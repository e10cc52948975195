//! Error types for gateway-client.

use thiserror::Error;

use crate::protocol::Command;
use crate::state::ConnectionState;

/// Main error type for all gateway client operations.
#[derive(Debug, Error)]
pub enum GatewayError {
    /// I/O error during transport operations.
    #[error("I/O error: {0}")]
    Io(#[from] std::io::Error),

    /// JSON error while encoding or decoding a frame body.
    #[error("JSON body error: {0}")]
    Json(#[from] serde_json::Error),

    /// Malformed frame, missing mandatory header/field, or a wire value
    /// that cannot be decoded.
    #[error("protocol error: {0}")]
    Protocol(String),

    /// Not enough bytes for a complete value. Kept distinct from
    /// [`GatewayError::Protocol`]: the BLE reassembly layer uses it to tell
    /// "wait for another fragment" apart from "the frame is garbage".
    #[error("truncated frame")]
    Truncated,

    /// The command has no representation in the encoding in use.
    #[error("command {0:?} is not supported by this encoding")]
    UnsupportedCommand(Command),

    /// The gateway speaks a protocol version this client does not.
    #[error("unsupported protocol version: {0:?}")]
    VersionMismatch(String),

    /// Operation invoked outside its legal connection state. Never touches
    /// the transport.
    #[error("invalid state: operation requires {expected}, connection is {actual}")]
    State {
        /// State the operation requires.
        expected: ConnectionState,
        /// State the connection was actually in.
        actual: ConnectionState,
    },

    /// The gateway itself reported a failure frame. Not a client defect.
    #[error("gateway error: {0}")]
    Gateway(String),

    /// Transport closed mid-exchange.
    #[error("connection closed")]
    ConnectionClosed,
}

/// Result type alias using GatewayError.
pub type Result<T> = std::result::Result<T, GatewayError>;

impl GatewayError {
    /// Protocol error for a missing mandatory header or field.
    pub(crate) fn missing(command: Command, key: &str) -> Self {
        GatewayError::Protocol(format!(
            "missing mandatory field {key:?} in {} frame",
            command.keyword()
        ))
    }
}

**Task item:** From the data above, output exactly the lines between the one containing "the operation requires." and the one containing "pub type Result<T>", counting both of them.

**Exercise response:**
        /// State the operation requires.
        expected: ConnectionState,
        /// State the connection was actually in.
        actual: ConnectionState,
    },

    /// The gateway itself reported a failure frame. Not a client defect.
    #[error("gateway error: {0}")]
    Gateway(String),

    /// Transport closed mid-exchange.
    #[error("connection closed")]
    ConnectionClosed,
}

/// Result type alias using GatewayError.
pub type Result<T> = std::result::Result<T, GatewayError>;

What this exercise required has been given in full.